Contrary to popular belief, scientific evidence is showing that an individual’s liking for sweet-tasting foods appears largely independent of how much sugar they regularly consume. Recent long-term dietary research challenges the notion that reducing or increasing sugar in the diet alters one’s sweet preferences.
Long-Term Study Finds No Shift in Sweet Preferences
At American Society for Nutrition’s NUTRITION 2025 conference, researchers led by Kees de Graaf, PhD, emeritus professor at Wageningen University in the Netherlands, presented data from a six-month diet intervention. Participants followed diets with varying levels of sweetness. The results were clear: sweet taste preference remained unchanged, regardless of reduced or increased sweet food exposure. Similarly, no differences were observed in energy intake or body weight among groups. Even after normal diets resumed at one- and four-month follow-ups, sweet consumption returned to baseline levels.
Broader Review Supports Inconsistency of Sweet Preference Links
A 2024 review of UK participants (n = 179) found no correlation between sweet taste liking and actual sugar intake in everyday life. While higher liking sometimes influenced choices in controlled test meals, it did not translate into real-world sugar consumption.
Other systematic reviews and meta-studies consistently show mixed or absent relationships between exposure to sweet tastes and subsequent preferences—particularly when metrics and methodologies vary widely across studies.
Biological and Other Influences Play Stronger Roles
Sweeter preferences appear shaped more by biological, genetic, cultural, and situational factors, rather than diet alone. A comprehensive scoping review categorized determinants such as age, genetic inheritance, hormonal status, personality, lifestyle, and prior exposure—all with variable and often inconsistent impact.

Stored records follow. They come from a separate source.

//! Input validation: confirm the path names a readable PDF before pdfium
//! touches it, so callers get a clear error instead of a pdfium failure.

use crate::error::PaperShiftError;
use std::io::Read;
use std::path::Path;
use tracing::debug;

/// Check that `path` exists, is readable and starts with `%PDF`.
///
/// Files shorter than four bytes are passed through; pdfium reports those.
pub fn validate_pdf(path: &Path) -> Result<(), PaperShiftError> {
    if !path.is_file() {
        return Err(PaperShiftError::FileNotFound {
            path: path.to_path_buf(),
        });
    }

    let mut file = match std::fs::File::open(path) {
        Ok(f) => f,
        Err(e) if e.kind() == std::io::ErrorKind::PermissionDenied => {
            return Err(PaperShiftError::PermissionDenied {
                path: path.to_path_buf(),
            });
        }
        Err(_) => {
            return Err(PaperShiftError::FileNotFound {
                path: path.to_path_buf(),
            });
        }
    };

    let mut magic = [0u8; 4];
    if file.read_exact(&mut magic).is_ok() && &magic != b"%PDF" {
        return Err(PaperShiftError::NotAPdf {
            path: path.to_path_buf(),
            magic,
        });
    }

    debug!("Validated PDF input: {}", path.display());
    Ok(())
}
//! Task Board App
//!
//! Root component: owns the board store and lays out the board.

use leptos::prelude::*;
use reactive_stores::Store;

use crate::components::{FilterBar, NewTaskForm, TaskList};
use crate::config::BOARD_TITLE;
use crate::store::BoardState;

#[component]
pub fn TaskBoard() -> impl IntoView {
    // State
    let store = Store::new(BoardState::new());
    provide_context(store);

    let summary = move || {
        let counts = store.with(BoardState::counts);
        format!(
            "{} tasks, {} active, {} completed",
            counts.total, counts.active, counts.completed
        )
    };

    view! {
        <div class="board-layout">
            <main class="board">
                <h1>{BOARD_TITLE}</h1>

                <NewTaskForm />

                <FilterBar />

                <TaskList />

                <p class="task-count">{summary}</p>
            </main>
        </div>
    }
}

Moreover, liking sweet taste does not always drive sugar consumption. Many individuals with strong sweet preferences satisfy this desire through non-sugar options like low-calorie sweeteners, breaking the direct tie between taste preference and sugar intake.
What Makes This Relevant for American Readers
Diet Culture Myth: The common belief that avoiding sweets automatically weakens cravings may be misleading—preferences seem more ingrained and less modifiable by diet changes.
Public Health Strategy: Efforts focused solely on reducing dietary sweetness may not reduce sugar consumption or shift taste preferences effectively. Policymakers and nutritionists should consider broader approaches.
Individual Understanding: If your cravings remain strong despite cutting sugar, you’re not alone—and it may reflect deep-seated sensory or genetic factors, not dietary failure.